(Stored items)
*** Block opens ***

// Copyright (c) 2025 Geoffrey Huntley <ghuntley@ghuntley.com>. All rights reserved.
// SPDX-License-Identifier: Proprietary

//! How a newly declared policy merges into a container.

use serde::{Deserialize, Serialize};
use std::fmt;
use std::str::FromStr;
use thiserror::Error;
use tracing::trace;

use crate::container::PolicyContainer;
use crate::policy::Policy;

/// Merge rule applied by every [`PolicyContainer::add_policy`] call.
#[derive(Debug, Clone, Copy, PartialEq, Eq, Hash, Default, Serialize, Deserialize)]
#[serde(rename_all = "snake_case")]
pub enum PolicyAppendStrategy {
	/// Adding a policy equal to one already present is a no-op.
	Ignore,
	/// A policy replaces every earlier policy of the same kind.
	Replace,
	/// Policies accumulate; equal declarations collapse into the first one.
	#[default]
	Union,
}

impl PolicyAppendStrategy {
	/// Returns all available strategies.
	pub fn all() -> &'static [PolicyAppendStrategy] {
		&[
			PolicyAppendStrategy::Ignore,
			PolicyAppendStrategy::Replace,
			PolicyAppendStrategy::Union,
		]
	}

	pub fn as_str(&self) -> &'static str {
		match self {
			PolicyAppendStrategy::Ignore => "ignore",
			PolicyAppendStrategy::Replace => "replace",
			PolicyAppendStrategy::Union => "union",
		}
	}

	/// Merges `policy` into `container`. Never fails.
	pub fn append(self, container: &mut PolicyContainer, policy: Policy) {
		let target = container.target().clone();
		let policies = container.policies_mut();

		match self {
			PolicyAppendStrategy::Ignore | PolicyAppendStrategy::Union => {
				if policies.contains(&policy) {
					trace!(%target, %policy, strategy = %self, "equal policy already present, skipping");
					return;
				}
				policies.push(policy);
			}
			PolicyAppendStrategy::Replace => {
				let kind = policy.kind();
				let Some(first) = policies.iter().position(|existing| existing.kind() == kind) else {
					policies.push(policy);
					return;
				};

				trace!(%target, %policy, "replacing policies of the same kind");
				policies[first] = policy;
				let mut index = 0;
				policies.retain(|existing| {
					let keep = index == first || existing.kind() != kind;
					index += 1;
					keep
				});
			}
		}
	}
}

impl fmt::Display for PolicyAppendStrategy {
	fn fmt(&self, f: &mut fmt::Formatter<'_>) -> fmt::Result {
		f.write_str(self.as_str())
	}
}

/// Returned when parsing an unknown strategy name.
#[derive(Debug, Clone, PartialEq, Eq, Error)]
#[error("unknown append strategy '{0}' (expected ignore, replace or union)")]
pub struct UnknownAppendStrategy(pub String);

impl FromStr for PolicyAppendStrategy {
	type Err = UnknownAppendStrategy;

	fn from_str(s: &str) -> Result<Self, Self::Err> {
		match s.trim().to_lowercase().as_str() {
			"ignore" => Ok(PolicyAppendStrategy::Ignore),
			"replace" => Ok(PolicyAppendStrategy::Replace),
			"union" => Ok(PolicyAppendStrategy::Union),
			_ => Err(UnknownAppendStrategy(s.to_string())),
		}
	}
}

#[cfg(test)]
mod tests {
	use super::*;
	use crate::policy::PolicyKind;
	use crate::types::TargetKey;

	fn container() -> PolicyContainer {
		PolicyContainer::new(TargetKey::new("Admin/Index").unwrap())
	}

	fn require_role(roles: &[&str]) -> Policy {
		Policy::require_role(roles.iter().copied()).unwrap()
	}

	fn rendered(container: &PolicyContainer) -> Vec<String> {
		container.policies().iter().map(ToString::to_string).collect()
	}

	#[test]
	fn union_is_the_default() {
		assert_eq!(PolicyAppendStrategy::default(), PolicyAppendStrategy::Union);
	}

	mod union {
		use super::*;

		#[test]
		fn equal_policies_collapse() {
			let mut container = container();
			PolicyAppendStrategy::Union.append(&mut container, require_role(&["admin"]));
			PolicyAppendStrategy::Union.append(&mut container, require_role(&["admin"]));
			assert_eq!(container.policies().len(), 1);
		}

		#[test]
		fn reordered_roles_collapse_into_first_declaration() {
			let mut container = container();
			PolicyAppendStrategy::Union.append(&mut container, require_role(&["admin", "editor"]));
			PolicyAppendStrategy::Union.append(&mut container, require_role(&["editor", "admin"]));
			assert_eq!(rendered(&container), vec!["RequireRolePolicy (admin or editor)"]);
		}

		#[test]
		fn different_policies_accumulate_in_order() {
			let mut container = container();
			PolicyAppendStrategy::Union.append(&mut container, Policy::DenyAnonymousAccess);
			PolicyAppendStrategy::Union.append(&mut container, require_role(&["admin"]));
			PolicyAppendStrategy::Union.append(&mut container, require_role(&["editor"]));
			assert_eq!(
				rendered(&container),
				vec![
					"DenyAnonymousAccessPolicy",
					"RequireRolePolicy (admin)",
					"RequireRolePolicy (editor)",
				]
			);
		}
	}

	mod replace {
		use super::*;

		#[test]
		fn same_kind_is_replaced() {
			let mut container = container();
			PolicyAppendStrategy::Replace.append(&mut container, require_role(&["admin"]));
			PolicyAppendStrategy::Replace.append(&mut container, require_role(&["editor"]));
			assert_eq!(rendered(&container), vec!["RequireRolePolicy (editor)"]);
		}

		#[test]
		fn replacement_keeps_position_of_first_match() {
			let mut container = container();
			container.policies_mut().extend([
				Policy::DenyAnonymousAccess,
				require_role(&["admin"]),
				Policy::Ignore,
				require_role(&["owner"]),
			]);

			PolicyAppendStrategy::Replace.append(&mut container, require_role(&["editor"]));
			assert_eq!(
				rendered(&container),
				vec![
					"DenyAnonymousAccessPolicy",
					"RequireRolePolicy (editor)",
					"IgnorePolicy",
				]
			);
		}

		#[test]
		fn other_kinds_are_untouched() {
			let mut container = container();
			PolicyAppendStrategy::Replace.append(&mut container, require_role(&["admin"]));
			PolicyAppendStrategy::Replace.append(&mut container, Policy::require_all_roles(["a"]).unwrap());
			assert_eq!(container.policies().len(), 2);
			assert!(container.has_policy(PolicyKind::RequireRole));
			assert!(container.has_policy(PolicyKind::RequireAllRoles));
		}
	}

	mod ignore {
		use super::*;

		#[test]
		fn equal_policy_is_a_no_op() {
			let mut container = container();
			PolicyAppendStrategy::Ignore.append(&mut container, require_role(&["admin", "editor"]));
			PolicyAppendStrategy::Ignore.append(&mut container, require_role(&["editor", "admin"]));
			assert_eq!(rendered(&container), vec!["RequireRolePolicy (admin or editor)"]);
		}

		#[test]
		fn unequal_policy_of_same_kind_is_added() {
			let mut container = container();
			PolicyAppendStrategy::Ignore.append(&mut container, require_role(&["admin"]));
			PolicyAppendStrategy::Ignore.append(&mut container, require_role(&["editor"]));
			assert_eq!(container.policies().len(), 2);
		}
	}

	mod parsing {
		use super::*;

		#[test]
		fn parses_case_insensitively() {
			assert_eq!("Replace".parse(), Ok(PolicyAppendStrategy::Replace));
			assert_eq!(" union ".parse(), Ok(PolicyAppendStrategy::Union));
			assert_eq!("IGNORE".parse(), Ok(PolicyAppendStrategy::Ignore));
		}

		#[test]
		fn unknown_name_is_an_error() {
			let err = "merge".parse::<PolicyAppendStrategy>().unwrap_err();
			assert!(err.to_string().contains("merge"));
		}

		#[test]
		fn display_round_trips() {
			for strategy in PolicyAppendStrategy::all() {
				assert_eq!(strategy.to_string().parse(), Ok(*strategy));
			}
		}
	}

	mod property_tests {
		use super::*;
		use proptest::prelude::*;

		fn arb_policy() -> impl Strategy<Value = Policy> {
			prop_oneof![
				Just(Policy::DenyAnonymousAccess),
				Just(Policy::DenyAuthenticatedAccess),
				Just(Policy::Ignore),
				prop::collection::vec("[a-c]", 1..4)
					.prop_map(|roles| Policy::require_role(roles).unwrap()),
				prop::collection::vec("[a-c]", 1..4)
					.prop_map(|roles| Policy::require_all_roles(roles).unwrap()),
			]
		}

		fn arb_strategy() -> impl Strategy<Value = PolicyAppendStrategy> {
			prop_oneof![
				Just(PolicyAppendStrategy::Ignore),
				Just(PolicyAppendStrategy::Replace),
				Just(PolicyAppendStrategy::Union),
			]
		}

		proptest! {
			#[test]
			fn containers_never_hold_equal_policies(
				strategy in arb_strategy(),
				policies in prop::collection::vec(arb_policy(), 0..12),
			) {
				let mut container = container();
				for policy in policies {
					strategy.append(&mut container, policy);
				}

				let held = container.policies();
				for (i, left) in held.iter().enumerate() {
					for right in &held[i + 1..] {
						prop_assert_ne!(left, right);
						if strategy == PolicyAppendStrategy::Replace {
							prop_assert_ne!(left.kind(), right.kind());
						}
					}
				}
			}

			#[test]
			fn ignore_and_union_build_the_same_container(
				policies in prop::collection::vec(arb_policy(), 0..12),
			) {
				let mut ignored = container();
				let mut unioned = container();
				for policy in policies {
					PolicyAppendStrategy::Ignore.append(&mut ignored, policy.clone());
					PolicyAppendStrategy::Union.append(&mut unioned, policy);
				}
				prop_assert_eq!(ignored.policies(), unioned.policies());
			}
		}
	}
}
// Copyright (c) 2025 Geoffrey Huntley <ghuntley@ghuntley.com>. All rights reserved.
// SPDX-License-Identifier: Proprietary

//! Error taxonomy for policy configuration and enforcement.
//!
//! The two categories never mix:
//!
//! - [`ConfigurationError`]: setup or resolution defects. They propagate out of
//!   constructors, [`SecurityConfiguration::configure`] and [`PolicyRunner::run`].
//! - [`PolicyViolation`]: an expected authorization outcome carried as data in
//!   [`Decision::Denied`].
//!
//! [`SecurityConfiguration::configure`]: crate::SecurityConfiguration::configure
//! [`PolicyRunner::run`]: crate::PolicyRunner::run
//! [`Decision::Denied`]: crate::Decision::Denied

use serde::{Deserialize, Serialize};
use thiserror::Error;

use crate::policy::PolicyKind;
use crate::types::TargetKey;

/// Result type alias for configuration operations.
pub type ConfigurationResult<T> = Result<T, ConfigurationError>;

/// A defect in how policies were declared or resolved.
#[derive(Debug, Clone, PartialEq, Eq, Error)]
pub enum ConfigurationError {
	#[error("{kind} requires at least one role")]
	EmptyRequiredRoles { kind: PolicyKind },

	#[error("target key must not be empty")]
	EmptyTargetKey,

	#[error("target key {key:?} must not contain control characters")]
	InvalidTargetKey { key: String },

	#[error("role {role:?} must be non-blank and free of control characters")]
	InvalidRole { role: String },

	#[error("a policy container is already registered for target '{target}'")]
	DuplicateTarget { target: TargetKey },

	#[error("no policy container is configured for target '{target}'")]
	MissingPolicyConfiguration { target: TargetKey },
}

/// Why a policy denied the current actor.
#[derive(Debug, Clone, PartialEq, Eq, Hash, Serialize, Deserialize, Error)]
#[error("{kind}: {message}")]
pub struct PolicyViolation {
	/// The kind of policy that rejected the actor.
	pub kind: PolicyKind,
	/// Human-readable reason.
	pub message: String,
}

impl PolicyViolation {
	pub fn new(kind: PolicyKind, message: impl Into<String>) -> Self {
		Self {
			kind,
			message: message.into(),
		}
	}
}
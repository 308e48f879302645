// Copyright (c) 2025 Geoffrey Huntley <ghuntley@ghuntley.com>. All rights reserved.
// SPDX-License-Identifier: Proprietary

//! Serializable policy declarations as written in a policy file.

use serde::{Deserialize, Serialize};
use warden_policy::{ConfigurationError, Policy, Role, TargetKey};

/// One policy, tagged by `kind`.
#[derive(Debug, Clone, PartialEq, Eq, Serialize, Deserialize)]
#[serde(tag = "kind", rename_all = "snake_case")]
pub enum PolicyDecl {
	RequireRole { roles: Vec<Role> },
	RequireAllRoles { roles: Vec<Role> },
	DenyAnonymousAccess,
	DenyAuthenticatedAccess,
	Ignore,
}

impl PolicyDecl {
	/// Builds the runtime policy, validating role sets.
	pub fn to_policy(&self) -> Result<Policy, ConfigurationError> {
		match self {
			PolicyDecl::RequireRole { roles } => Policy::require_role(roles),
			PolicyDecl::RequireAllRoles { roles } => Policy::require_all_roles(roles),
			PolicyDecl::DenyAnonymousAccess => Ok(Policy::DenyAnonymousAccess),
			PolicyDecl::DenyAuthenticatedAccess => Ok(Policy::DenyAuthenticatedAccess),
			PolicyDecl::Ignore => Ok(Policy::Ignore),
		}
	}
}

/// Policies declared for one target.
#[derive(Debug, Clone, PartialEq, Eq, Serialize, Deserialize)]
pub struct TargetDecl {
	pub key: TargetKey,
	#[serde(default)]
	pub policies: Vec<PolicyDecl>,
}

*** Block closes ***

*Task details*: From the entries above, show each line that includes the string "UnknownAppendStrategy".

*Task output*:
pub struct UnknownAppendStrategy(pub String);
	type Err = UnknownAppendStrategy;
			_ => Err(UnknownAppendStrategy(s.to_string())),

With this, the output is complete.